Japan Association for Medical Informatics

[2-G-5-03] FHIRによる医療リアルワールドビッグデータ構築における諸課題
~6NC-EHRsデータベースFHIR導入に向けたデータ品質検証~

*Chihiro Kumagai1,2, Hiroyuki Hoshimoto1,2, Daisuke Watabe1,3, Shingo Kitamura1,4, Seiji Mitsui1,5, Hiroshi Watanabe1,6, Risa Sakurai1,7, Masato Komuro1,2, Kengo Miyo1,2 (1. 国立高度専門医療研究センター 医療研究連携推進本部, 2. 国立国際医療研究センター, 3. 国立がん研究センター, 4. 国立精神・神経医療研究センター, 5. 国立成育医療研究センター, 6. 国立長寿医療研究センター, 7. 国立循環器病研究センター)

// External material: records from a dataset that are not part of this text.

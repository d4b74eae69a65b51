//! Service-Layer resource names and JSON bodies for business objects.

use serde_json::{Map, Value, json};

use scanbridge_allocation::BinAllocations;
use scanbridge_core::UnitOfMeasure;
use scanbridge_documents::PickStatus;

use super::{BatchMethod, BatchOperation};
use crate::object::{
    BarcodeUpdate, BusinessObject, DocumentDraft, DraftLine, PickListUpdate, TargetDocumentKind,
};

pub(crate) fn operation_for(object: &BusinessObject) -> BatchOperation {
    match object {
        BusinessObject::Document(draft) => BatchOperation::new(
            BatchMethod::Post,
            document_resource(draft.kind),
            Some(document_body(draft)),
        ),
        BusinessObject::PickList(update) => BatchOperation::new(
            BatchMethod::Patch,
            format!("PickLists({})", update.pick_list),
            Some(pick_list_body(update)),
        ),
        BusinessObject::ItemBarcode(update) => BatchOperation::new(
            BatchMethod::Patch,
            format!("Items('{}')", update.item_code.as_str().replace('\'', "''")),
            Some(barcode_body(update)),
        ),
    }
}

fn document_resource(kind: TargetDocumentKind) -> &'static str {
    match kind {
        TargetDocumentKind::GoodsReceiptPo => "PurchaseDeliveryNotes",
        TargetDocumentKind::GoodsReceipt => "InventoryGenEntries",
        TargetDocumentKind::Delivery => "DeliveryNotes",
        TargetDocumentKind::StockTransfer => "StockTransfers",
        TargetDocumentKind::InventoryCounting => "InventoryCountings",
    }
}

fn yes_no(flag: bool) -> &'static str {
    if flag { "tYES" } else { "tNO" }
}

fn bin_body(bins: &BinAllocations, extra: Option<(&str, &str)>) -> Vec<Value> {
    bins.iter()
        .map(|(bin, qty)| {
            let mut entry = json!({ "BinAbsEntry": bin.get(), "Quantity": qty });
            if let (Some((key, value)), Some(obj)) = (extra, entry.as_object_mut()) {
                obj.insert(key.to_string(), Value::from(value));
            }
            entry
        })
        .collect()
}

fn document_line(kind: TargetDocumentKind, line: &DraftLine) -> Value {
    let mut body = Map::new();
    body.insert("ItemCode".into(), Value::from(line.item_code.as_str()));
    if let Some(warehouse) = &line.warehouse {
        body.insert("WarehouseCode".into(), Value::from(warehouse.as_str()));
    }

    if kind == TargetDocumentKind::InventoryCounting {
        body.insert("CountedQuantity".into(), Value::from(line.quantity));
        body.insert("Counted".into(), Value::from("tYES"));
        if let Some(bin) = line.bins.keys().next() {
            body.insert("BinEntry".into(), Value::from(bin.get()));
        }
        return Value::Object(body);
    }

    body.insert("Quantity".into(), Value::from(line.quantity));
    body.insert(
        "UseBaseUnits".into(),
        Value::from(yes_no(line.unit == UnitOfMeasure::Base)),
    );
    if let Some(base) = &line.base_line {
        body.insert("BaseType".into(), Value::from(base.doc_type.object_type()));
        body.insert("BaseEntry".into(), Value::from(base.doc_entry.get()));
        body.insert("BaseLine".into(), Value::from(base.line_num.get()));
    }

    let (bins_key, action) = match kind {
        TargetDocumentKind::StockTransfer => (
            "StockTransferLinesBinAllocations",
            Some(("BinActionType", "batFromWarehouse")),
        ),
        _ => ("DocumentLinesBinAllocations", None),
    };
    if !line.bins.is_empty() {
        body.insert(bins_key.into(), Value::from(bin_body(&line.bins, action)));
    }
    Value::Object(body)
}

fn document_body(draft: &DocumentDraft) -> Value {
    let lines_key = match draft.kind {
        TargetDocumentKind::StockTransfer => "StockTransferLines",
        TargetDocumentKind::InventoryCounting => "InventoryCountingLines",
        _ => "DocumentLines",
    };

    let mut body = Map::new();
    if let Some(card) = &draft.card_code {
        body.insert("CardCode".into(), Value::from(card.as_str()));
    }
    if let Some(from) = &draft.from_warehouse {
        body.insert("FromWarehouse".into(), Value::from(from.as_str()));
    }
    body.insert(
        lines_key.into(),
        Value::from(
            draft
                .lines
                .iter()
                .map(|l| document_line(draft.kind, l))
                .collect::<Vec<_>>(),
        ),
    );
    Value::Object(body)
}

fn pick_status(status: PickStatus) -> &'static str {
    match status {
        PickStatus::Released => "ps_Released",
        PickStatus::PartiallyPicked => "ps_PartiallyPicked",
        PickStatus::Picked => "ps_Picked",
        PickStatus::Closed => "ps_Closed",
    }
}

fn pick_list_body(update: &PickListUpdate) -> Value {
    let lines: Vec<Value> = update
        .lines
        .iter()
        .map(|l| {
            json!({
                "LineNumber": l.line_num.get(),
                "ReleasedQuantity": l.released_quantity,
                "PickedQuantity": l.picked_quantity,
                "PickStatus": pick_status(l.status),
                "DocumentLinesBinAllocations": bin_body(&l.bins, None),
            })
        })
        .collect();
    json!({ "Absoluteentry": update.pick_list.get(), "PickListsLines": lines })
}

fn barcode_body(update: &BarcodeUpdate) -> Value {
    json!({ "ItemBarCodeCollection": [{ "Barcode": update.barcode }] })
}
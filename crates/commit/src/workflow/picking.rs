use std::sync::Arc;

use serde::{Deserialize, Serialize};
use tracing::{debug, instrument};

use scanbridge_allocation::{merge_bin_allocation, reconcile_picked_quantity};
use scanbridge_core::{
    BinEntry, DocEntry, DomainError, ItemCode, PickListId, UnitOfMeasure, units,
};
use scanbridge_documents::{
    DocumentCatalog, DocumentType, PickLineCheck, ValidationChain, ValidationCode,
    ValidationResult,
};

use crate::error::{CommitError, WorkflowError};
use crate::object::{PickLineUpdate, PickListUpdate};
use crate::strategy::CommitStrategy;

/// One scanned pick.
#[derive(Debug, Clone, PartialEq, Eq, Serialize, Deserialize)]
pub struct PickEntry {
    pub source_type: DocumentType,
    pub source_entry: DocEntry,
    pub item_code: ItemCode,
    /// Quantity in `unit`.
    pub quantity: i64,
    pub unit: UnitOfMeasure,
    pub bin: Option<BinEntry>,
}

#[derive(Debug, Clone, PartialEq, Eq, Serialize, Deserialize)]
pub struct PickRequest {
    pub pick_list: PickListId,
    pub entries: Vec<PickEntry>,
}

/// Picks for one pick list line, summed in base units.
struct LinePick {
    source_type: DocumentType,
    source_entry: DocEntry,
    item_code: ItemCode,
    quantity: i64,
    unit: UnitOfMeasure,
    bins: Vec<(BinEntry, i64)>,
}

/// Records picked quantities on a pick list.
pub struct PickingWorkflow<C> {
    catalog: C,
    strategy: Arc<dyn CommitStrategy>,
}

impl<C> PickingWorkflow<C>
where
    C: DocumentCatalog + Clone,
{
    pub fn new(catalog: C, strategy: Arc<dyn CommitStrategy>) -> Self {
        Self { catalog, strategy }
    }

    /// Validate every touched line, reconcile its quantities and bins, and
    /// commit them as one pick list update.
    #[instrument(skip(self, request), fields(pick_list = %request.pick_list, entries = request.entries.len()))]
    pub async fn record(&self, request: &PickRequest) -> Result<PickListUpdate, WorkflowError> {
        let picks = self.sum_per_line(&request.entries).await?;

        let chain = ValidationChain::new(self.catalog.clone());
        for pick in &picks {
            let check = PickLineCheck {
                pick_list: request.pick_list,
                source_type: pick.source_type,
                source_entry: pick.source_entry,
                item_code: pick.item_code.clone(),
                quantity: pick.quantity,
                unit: pick.unit,
                bin: pick.bins.first().map(|(bin, _)| *bin),
            };
            let verdict = chain.validate_pick_line(&check).await?;
            if !verdict.is_ok() {
                return Err(WorkflowError::Rejected(verdict));
            }
        }

        let mut pick_list = self
            .catalog
            .pick_list(request.pick_list)
            .await?
            .ok_or_else(|| CommitError::NotFound(format!("pick list {}", request.pick_list)))?;

        let mut update = PickListUpdate {
            pick_list: request.pick_list,
            lines: Vec::with_capacity(picks.len()),
        };
        for pick in picks {
            let line = pick_list
                .lines
                .iter_mut()
                .find(|l| {
                    l.source_type == pick.source_type
                        && l.source_entry == pick.source_entry
                        && l.item_code == pick.item_code
                })
                .ok_or_else(|| {
                    CommitError::NotFound(format!(
                        "pick line {}:{} {}",
                        pick.source_type, pick.source_entry, pick.item_code
                    ))
                })?;

            let reconciled = reconcile_picked_quantity(line, pick.quantity);
            line.bins = merge_bin_allocation(std::mem::take(&mut line.bins), pick.bins);
            debug!(
                line = %line.line_num,
                released = reconciled.released,
                picked = reconciled.picked,
                "pick line reconciled"
            );
            update.lines.push(PickLineUpdate {
                line_num: line.line_num,
                released_quantity: reconciled.released,
                picked_quantity: reconciled.picked,
                status: reconciled.status,
                bins: line.bins.clone(),
            });
        }

        self.strategy.commit(vec![update.clone().into()]).await?;
        Ok(update)
    }

    async fn sum_per_line(&self, entries: &[PickEntry]) -> Result<Vec<LinePick>, WorkflowError> {
        let mut picks: Vec<LinePick> = Vec::new();
        for entry in entries {
            if entry.quantity <= 0 {
                return Err(DomainError::validation(format!(
                    "{}: picked quantity must be positive",
                    entry.item_code
                ))
                .into());
            }
            let Some(item) = self.catalog.item(&entry.item_code).await? else {
                return Err(WorkflowError::Rejected(
                    ValidationResult::new(ValidationCode::NotFound, "item not found")
                        .with("item", &entry.item_code),
                ));
            };
            let quantity = units::to_base(entry.quantity, entry.unit, &item.factors)?;
            let bins = entry.bin.map(|bin| (bin, quantity));

            let existing = picks.iter_mut().find(|p| {
                p.source_type == entry.source_type
                    && p.source_entry == entry.source_entry
                    && p.item_code == entry.item_code
            });
            match existing {
                Some(pick) => {
                    pick.quantity += quantity;
                    // Pack-only checks apply if any pick was not in pack units.
                    if entry.unit != UnitOfMeasure::Pack {
                        pick.unit = entry.unit;
                    }
                    pick.bins.extend(bins);
                }
                None => picks.push(LinePick {
                    source_type: entry.source_type,
                    source_entry: entry.source_entry,
                    item_code: entry.item_code.clone(),
                    quantity,
                    unit: entry.unit,
                    bins: bins.into_iter().collect(),
                }),
            }
        }
        Ok(picks)
    }
}

#[cfg(test)]
mod tests {
    use super::*;
    use crate::in_memory::{InMemoryErp, InMemorySession};
    use crate::session::{SessionContext, StatefulSessionStrategy};
    use scanbridge_core::{CardCode, ItemUnitFactors, LineNum};
    use scanbridge_documents::{InMemoryCatalog, ItemMaster, PickList, PickListLine, PickStatus};
    use std::collections::BTreeMap;

    fn catalog(status: PickStatus, picked: i64) -> Arc<InMemoryCatalog> {
        let catalog = Arc::new(InMemoryCatalog::new());
        catalog.insert_item(ItemMaster {
            item_code: ItemCode::from("SKU1"),
            primary_barcode: None,
            alternate_barcodes: Vec::new(),
            purchasable: true,
            factors: ItemUnitFactors::new(12, 6).unwrap(),
        });
        catalog.insert_pick_list(PickList {
            id: PickListId::new(7),
            status,
            lines: vec![PickListLine {
                line_num: LineNum::new(0),
                source_type: DocumentType::SalesOrder,
                source_entry: DocEntry::new(20),
                source_line: LineNum::new(0),
                item_code: ItemCode::from("SKU1"),
                card_code: Some(CardCode::from("C1")),
                source_open_quantity: 24,
                released_quantity: picked,
                picked_quantity: picked,
                status: PickStatus::Released,
                bins: if picked > 0 {
                    BTreeMap::from([(BinEntry::new(5), picked)])
                } else {
                    BTreeMap::new()
                },
            }],
        });
        catalog
    }

    fn workflow(
        catalog: Arc<InMemoryCatalog>,
        erp: &InMemoryErp,
    ) -> PickingWorkflow<Arc<InMemoryCatalog>> {
        let strategy = StatefulSessionStrategy::new(SessionContext::new(InMemorySession::new(
            erp.clone(),
        )));
        PickingWorkflow::new(catalog, Arc::new(strategy))
    }

    fn pick(quantity: i64, unit: UnitOfMeasure, bin: i32) -> PickEntry {
        PickEntry {
            source_type: DocumentType::SalesOrder,
            source_entry: DocEntry::new(20),
            item_code: ItemCode::from("SKU1"),
            quantity,
            unit,
            bin: Some(BinEntry::new(bin)),
        }
    }

    fn request(entries: Vec<PickEntry>) -> PickRequest {
        PickRequest {
            pick_list: PickListId::new(7),
            entries,
        }
    }

    #[tokio::test]
    async fn first_pick_sets_quantities() {
        let erp = InMemoryErp::new();
        let update = workflow(catalog(PickStatus::Released, 0), &erp)
            .record(&request(vec![pick(7, UnitOfMeasure::Base, 5)]))
            .await
            .unwrap();

        let line = &update.lines[0];
        assert_eq!((line.released_quantity, line.picked_quantity), (7, 7));
        assert_eq!(line.status, PickStatus::Picked);
        assert_eq!(erp.records_for("PickLists").len(), 1);
    }

    #[tokio::test]
    async fn later_pick_increments_and_merges_bins() {
        let erp = InMemoryErp::new();
        let update = workflow(catalog(PickStatus::PartiallyPicked, 7), &erp)
            .record(&request(vec![
                pick(1, UnitOfMeasure::Base, 5),
                pick(2, UnitOfMeasure::Base, 6),
            ]))
            .await
            .unwrap();

        let line = &update.lines[0];
        assert_eq!((line.released_quantity, line.picked_quantity), (10, 10));
        assert_eq!(
            line.bins,
            BTreeMap::from([(BinEntry::new(5), 8), (BinEntry::new(6), 2)])
        );
    }

    #[tokio::test]
    async fn entered_units_are_converted_before_validation() {
        let erp = InMemoryErp::new();
        let err = workflow(catalog(PickStatus::Released, 0), &erp)
            .record(&request(vec![pick(3, UnitOfMeasure::Buy, 5)]))
            .await
            .unwrap_err();

        match err {
            WorkflowError::Rejected(result) => {
                assert_eq!(result.code(), ValidationCode::ExceedsOpenQuantity);
                assert_eq!(result.context().get("requested").map(String::as_str), Some("36"));
            }
            other => panic!("Expected Rejected, got {other:?}"),
        }
        assert!(erp.journal().is_empty());
    }

    #[tokio::test]
    async fn closed_pick_list_is_unavailable() {
        let erp = InMemoryErp::new();
        let err = workflow(catalog(PickStatus::Closed, 0), &erp)
            .record(&request(vec![pick(1, UnitOfMeasure::Base, 5)]))
            .await
            .unwrap_err();

        assert!(matches!(
            err,
            WorkflowError::Rejected(ref r) if r.code() == ValidationCode::DocumentUnavailable
        ));
    }

    #[tokio::test]
    async fn pack_only_customer_needs_pack_units() {
        let erp = InMemoryErp::new();
        let catalog = catalog(PickStatus::Released, 0);
        catalog.require_pack_unit(CardCode::from("C1"));

        let err = workflow(Arc::clone(&catalog), &erp)
            .record(&request(vec![pick(6, UnitOfMeasure::Base, 5)]))
            .await
            .unwrap_err();
        assert!(matches!(
            err,
            WorkflowError::Rejected(ref r) if r.code() == ValidationCode::NotPermitted
        ));

        let update = workflow(catalog, &erp)
            .record(&request(vec![pick(1, UnitOfMeasure::Pack, 5)]))
            .await
            .unwrap();
        assert_eq!(update.lines[0].picked_quantity, 6);
    }
}
//! ERP document model and the read side of the bridge.
//!
//! - [`catalog`]: typed, parameterized query boundary over the ERP schema.
//! - [`resolver`]: priority-ordered discovery of source/target document lines.
//! - [`validation`]: coded admission checks for scans and pick lines.
//!
//! Everything here is read-only; writes go through `scanbridge-commit`.

pub mod catalog;
pub mod model;
pub mod resolver;
pub mod validation;

pub use catalog::{CatalogError, DocumentCatalog, InMemoryCatalog, LineQuery, StatusFilter};
pub use model::{
    DocumentClassification, DocumentHeader, DocumentLineRecord, DocumentRef, DocumentStatus,
    DocumentType, ItemMaster, PickList, PickListLine, PickStatus, ReceiptScope, ReceiptTarget,
    SourceDocumentCandidate,
};
pub use resolver::{DocumentSetValidation, SourceDocumentResolver};
pub use validation::{PickLineCheck, ValidationChain, ValidationCode, ValidationResult};
//! Domain error model.

use thiserror::Error;

/// Result type used across the domain layer.
pub type DomainResult<T> = Result<T, DomainError>;

/// Domain-level error.
///
/// Keep this focused on deterministic, business/domain failures (validation,
/// invariants, conflicts). Infrastructure and remote faults belong to the
/// catalog and commit layers.
#[derive(Debug, Error, Clone, PartialEq, Eq)]
pub enum DomainError {
    /// A value failed validation (e.g. malformed input).
    #[error("validation failed: {0}")]
    Validation(String),

    /// A domain invariant was violated.
    #[error("invariant violated: {0}")]
    InvariantViolation(String),

    /// An identifier was invalid (e.g. parse failure).
    #[error("invalid identifier: {0}")]
    InvalidId(String),

    /// A requested entity was not found.
    #[error("not found: {0}")]
    NotFound(String),

    /// Quantity arithmetic left the representable range.
    #[error("quantity overflow: {0}")]
    Overflow(String),
}

impl DomainError {
    pub fn validation(msg: impl Into<String>) -> Self {
        Self::Validation(msg.into())
    }

    pub fn invariant(msg: impl Into<String>) -> Self {
        Self::InvariantViolation(msg.into())
    }

    pub fn invalid_id(msg: impl Into<String>) -> Self {
        Self::InvalidId(msg.into())
    }

    pub fn not_found(what: impl Into<String>) -> Self {
        Self::NotFound(what.into())
    }

    pub fn overflow(msg: impl Into<String>) -> Self {
        Self::Overflow(msg.into())
    }
}
use std::sync::Arc;

use serde::{Deserialize, Serialize};
use tracing::instrument;

use scanbridge_allocation::BinAllocations;
use scanbridge_core::{BinEntry, DomainError, ItemCode, UnitOfMeasure, WarehouseCode, units};
use scanbridge_documents::{DocumentCatalog, ValidationCode, ValidationResult};

use crate::error::WorkflowError;
use crate::object::{CommittedDocument, DocumentDraft, DraftLine, TargetDocumentKind};
use crate::strategy::CommitStrategy;

#[derive(Debug, Clone, PartialEq, Eq, Serialize, Deserialize)]
pub struct CountEntry {
    pub item_code: ItemCode,
    /// Counted quantity in `unit`; zero is a valid count.
    pub quantity: i64,
    pub unit: UnitOfMeasure,
    pub bin: Option<BinEntry>,
}

#[derive(Debug, Clone, PartialEq, Eq, Serialize, Deserialize)]
pub struct CountingRequest {
    pub warehouse: WarehouseCode,
    pub counts: Vec<CountEntry>,
}

/// Posts a stock count as one inventory counting document.
pub struct CountingWorkflow<C> {
    catalog: C,
    strategy: Arc<dyn CommitStrategy>,
}

impl<C: DocumentCatalog> CountingWorkflow<C> {
    pub fn new(catalog: C, strategy: Arc<dyn CommitStrategy>) -> Self {
        Self { catalog, strategy }
    }

    /// Counted quantities are posted in base units, one line per item and bin.
    #[instrument(skip(self, request), fields(warehouse = %request.warehouse, counts = request.counts.len()))]
    pub async fn record(&self, request: &CountingRequest) -> Result<CommittedDocument, WorkflowError> {
        let mut draft = DocumentDraft::new(TargetDocumentKind::InventoryCounting);

        for count in &request.counts {
            if count.quantity < 0 {
                return Err(DomainError::validation(format!(
                    "{}: counted quantity cannot be negative",
                    count.item_code
                ))
                .into());
            }
            let Some(item) = self.catalog.item(&count.item_code).await? else {
                return Err(WorkflowError::Rejected(
                    ValidationResult::new(ValidationCode::NotFound, "item not found")
                        .with("item", &count.item_code),
                ));
            };
            let quantity = units::to_base(count.quantity, count.unit, &item.factors)?;

            let existing = draft
                .lines
                .iter_mut()
                .find(|l| l.item_code == count.item_code && l.bins.keys().next() == count.bin.as_ref());
            match existing {
                Some(line) => {
                    line.quantity += quantity;
                    if let Some(bin) = count.bin {
                        line.bins.insert(bin, line.quantity);
                    }
                }
                None => draft.push_line(DraftLine {
                    item_code: count.item_code.clone(),
                    warehouse: Some(request.warehouse.clone()),
                    quantity,
                    unit: UnitOfMeasure::Base,
                    base_line: None,
                    bins: count
                        .bin
                        .map(|bin| BinAllocations::from([(bin, quantity)]))
                        .unwrap_or_default(),
                }),
            }
        }

        if draft.lines.is_empty() {
            return Err(DomainError::validation("count has no lines").into());
        }
        Ok(self.strategy.commit_document(draft).await?)
    }
}
//! End-to-end warehouse workflows.
//!
//! Each workflow runs `validate -> resolve -> allocate -> group -> commit`
//! against a [`DocumentCatalog`](scanbridge_documents::DocumentCatalog) and a
//! backend-agnostic [`CommitStrategy`]. Validation failures are returned as
//! [`WorkflowError::Rejected`] and never reach the write side.

mod barcode;
mod counting;
mod issue;
mod picking;
mod receipt;

pub use barcode::BarcodeWorkflow;
pub use counting::{CountEntry, CountingRequest, CountingWorkflow};
pub use issue::{IssueRequest, IssueWorkflow};
pub use picking::{PickEntry, PickRequest, PickingWorkflow};
pub use receipt::{GoodsReceiptRequest, GoodsReceiptWorkflow, ReceiptScan};

use tracing::{info, warn};

use scanbridge_allocation::GroupKey;

use crate::error::{GroupCommit, WorkflowError};
use crate::object::DocumentDraft;
use crate::strategy::CommitStrategy;

/// Commit one document per group, in group order.
///
/// Stops at the first failure. Groups committed before it stay committed
/// and are reported in the error, as is a group the ERP applied without
/// returning its identifiers.
async fn commit_groups(
    strategy: &dyn CommitStrategy,
    drafts: Vec<(GroupKey, DocumentDraft)>,
) -> Result<Vec<GroupCommit>, WorkflowError> {
    let mut committed: Vec<GroupCommit> = Vec::with_capacity(drafts.len());

    for (group, draft) in drafts {
        let kind = draft.kind;
        match strategy.commit_document(draft).await {
            Ok(document) => {
                info!(
                    %group,
                    %kind,
                    doc_entry = %document.doc_entry,
                    doc_num = document.doc_num,
                    backend = strategy.name(),
                    "document committed"
                );
                committed.push(GroupCommit { group, document });
            }
            Err(source) if source.was_applied() => {
                warn!(
                    %group,
                    committed = committed.len(),
                    error = %source,
                    "group applied without identifiers; stopping"
                );
                return Err(WorkflowError::UnconfirmedCommit {
                    committed,
                    applied_group: group,
                    source,
                });
            }
            Err(source) if committed.is_empty() => return Err(WorkflowError::Commit(source)),
            Err(source) => {
                warn!(
                    %group,
                    committed = committed.len(),
                    error = %source,
                    "group failed after earlier groups were committed"
                );
                return Err(WorkflowError::PartialBatchFailure {
                    committed,
                    failed_group: group,
                    source,
                });
            }
        }
    }

    Ok(committed)
}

Real World Data, HL7 FHIR, Data Validation

【目的】
 国立高度専門医療研究センター 医療研究連携推進本部では、6つのナショナルセンターのSS-MIX2標準化ストレージを用いて、6NC統合電子カルテデータベース(6NC-EHRs)を構築しているが、HL7 FHIRが普及しつつあるため、FHIRを用いてデータベースを構築可能であるかどうか検証を行った。
【方法】
 仕様の検証としてNeXEHRSが公開しているJP Core実装ガイドやSS-MIX 2 to FHIR 実装ガイド(実装ガイド)を参考に6NC-EHRsでの収集項目をFHIRリソースとマッピングした。実リソースの検証は、国立国際医療研究センターの匿名化されたFHIR JSONについて、単位・コード・日付・カラムの値・表現方法、標準コードの出力有無等について調査した。
【結果】
 6NC-EHRs収集項目をマッピングした結果、99項目中85項目が紐づいた。マッピング不可だったものは、病名修飾語等実装ガイドで未定義の項目であった。実リソースのうちConditionリソースを検証した結果、診断日等の日付情報は一致したが、病名コードがローカルコードしか出力されていない等、実装上の問題が見つかった。またHL7v2.5は病名本体と修飾語が別のフィールドに出力されるが、FHIRではそれらが結合された一つの項目になっていた。HL7v2.5の転帰区分は「寛解」・「中止」等11種類定義されているが、FHIRの臨床的状態のステータスは6種類であり、単純には対応づけできなかった。
【考察・結論】
 病名修飾語等FHIRにない項目は仕様上の問題であり、運用での対応の検討が必要と考えられた。病名標準コード未出力等実装の問題については、ベンダー側にフィードバックし改善を求める。今後は、検証対象ベンダーやレコード数を拡大し、結果のフィードバックによりFHIRの実装の品質向上や実運用上の課題の整理に貢献していきたい。